About this exercise:
Search the material for "listener" and show all lines that contain it.
==========
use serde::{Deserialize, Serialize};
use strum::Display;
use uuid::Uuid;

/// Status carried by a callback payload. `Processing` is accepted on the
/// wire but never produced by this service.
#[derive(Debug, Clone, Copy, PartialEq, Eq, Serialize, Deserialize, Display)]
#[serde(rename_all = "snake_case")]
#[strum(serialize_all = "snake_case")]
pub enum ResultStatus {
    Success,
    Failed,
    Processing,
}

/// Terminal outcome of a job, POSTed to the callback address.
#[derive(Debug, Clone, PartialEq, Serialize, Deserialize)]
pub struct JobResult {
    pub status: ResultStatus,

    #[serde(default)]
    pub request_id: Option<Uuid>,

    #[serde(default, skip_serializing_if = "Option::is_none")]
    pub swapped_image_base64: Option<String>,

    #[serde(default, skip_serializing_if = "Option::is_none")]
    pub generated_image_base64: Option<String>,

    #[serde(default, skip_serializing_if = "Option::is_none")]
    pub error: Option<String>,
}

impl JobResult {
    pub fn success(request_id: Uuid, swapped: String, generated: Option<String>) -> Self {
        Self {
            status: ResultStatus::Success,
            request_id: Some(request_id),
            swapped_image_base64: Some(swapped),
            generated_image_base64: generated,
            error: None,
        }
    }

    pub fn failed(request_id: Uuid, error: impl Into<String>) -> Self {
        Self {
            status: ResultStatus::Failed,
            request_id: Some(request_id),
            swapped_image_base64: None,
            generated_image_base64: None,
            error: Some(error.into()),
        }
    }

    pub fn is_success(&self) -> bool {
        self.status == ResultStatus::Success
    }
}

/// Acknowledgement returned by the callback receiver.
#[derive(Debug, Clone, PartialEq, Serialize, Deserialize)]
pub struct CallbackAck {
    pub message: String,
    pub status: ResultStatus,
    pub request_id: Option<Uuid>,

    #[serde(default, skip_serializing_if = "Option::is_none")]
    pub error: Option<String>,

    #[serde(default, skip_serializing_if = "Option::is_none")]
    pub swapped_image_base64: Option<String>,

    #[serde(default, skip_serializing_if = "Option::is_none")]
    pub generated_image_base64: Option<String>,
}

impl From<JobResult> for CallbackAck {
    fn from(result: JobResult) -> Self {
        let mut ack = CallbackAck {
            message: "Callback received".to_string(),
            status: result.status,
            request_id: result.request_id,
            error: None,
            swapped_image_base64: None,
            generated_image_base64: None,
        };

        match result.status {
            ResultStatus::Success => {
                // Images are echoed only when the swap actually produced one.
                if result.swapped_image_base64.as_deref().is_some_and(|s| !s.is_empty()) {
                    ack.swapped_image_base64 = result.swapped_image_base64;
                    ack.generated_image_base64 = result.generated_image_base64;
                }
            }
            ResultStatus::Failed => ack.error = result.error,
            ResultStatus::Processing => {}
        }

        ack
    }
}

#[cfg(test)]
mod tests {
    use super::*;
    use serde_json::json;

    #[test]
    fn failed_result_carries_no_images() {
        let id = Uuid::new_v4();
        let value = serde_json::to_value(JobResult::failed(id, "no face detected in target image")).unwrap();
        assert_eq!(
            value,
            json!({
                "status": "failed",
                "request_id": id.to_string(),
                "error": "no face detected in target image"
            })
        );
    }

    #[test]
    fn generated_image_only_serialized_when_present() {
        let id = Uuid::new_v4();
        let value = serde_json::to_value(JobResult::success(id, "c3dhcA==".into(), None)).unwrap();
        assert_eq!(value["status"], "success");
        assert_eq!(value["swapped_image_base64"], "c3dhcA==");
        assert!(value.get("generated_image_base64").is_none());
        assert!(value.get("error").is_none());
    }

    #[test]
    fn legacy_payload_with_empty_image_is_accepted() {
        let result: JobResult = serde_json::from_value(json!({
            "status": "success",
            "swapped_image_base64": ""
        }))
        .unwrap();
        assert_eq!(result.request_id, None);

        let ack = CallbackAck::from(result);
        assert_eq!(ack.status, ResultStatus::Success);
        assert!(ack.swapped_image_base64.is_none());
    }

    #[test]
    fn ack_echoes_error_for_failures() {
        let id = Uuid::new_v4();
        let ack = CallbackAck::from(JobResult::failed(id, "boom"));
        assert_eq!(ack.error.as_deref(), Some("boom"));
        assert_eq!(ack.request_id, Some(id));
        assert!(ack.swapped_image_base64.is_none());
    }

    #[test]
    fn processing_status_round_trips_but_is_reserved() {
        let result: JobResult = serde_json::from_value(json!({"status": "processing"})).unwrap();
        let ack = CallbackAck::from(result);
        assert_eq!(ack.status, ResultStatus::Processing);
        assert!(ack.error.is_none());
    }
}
==========
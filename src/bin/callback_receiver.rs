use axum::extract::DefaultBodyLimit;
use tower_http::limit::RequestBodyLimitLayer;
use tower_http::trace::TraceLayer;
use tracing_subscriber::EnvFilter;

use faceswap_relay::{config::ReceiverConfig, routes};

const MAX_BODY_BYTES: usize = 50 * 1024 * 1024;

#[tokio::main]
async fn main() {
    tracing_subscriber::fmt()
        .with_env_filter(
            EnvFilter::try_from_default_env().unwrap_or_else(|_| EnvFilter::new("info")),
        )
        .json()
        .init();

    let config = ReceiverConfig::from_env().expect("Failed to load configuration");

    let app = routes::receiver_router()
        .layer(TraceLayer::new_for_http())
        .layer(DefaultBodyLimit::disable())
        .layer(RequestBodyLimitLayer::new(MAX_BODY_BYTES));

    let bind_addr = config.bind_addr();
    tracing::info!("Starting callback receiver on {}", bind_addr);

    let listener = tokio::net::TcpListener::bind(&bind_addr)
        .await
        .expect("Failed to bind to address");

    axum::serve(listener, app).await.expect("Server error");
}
==========
Solution for this problem:
    let listener = tokio::net::TcpListener::bind(&bind_addr)
    axum::serve(listener, app).await.expect("Server error");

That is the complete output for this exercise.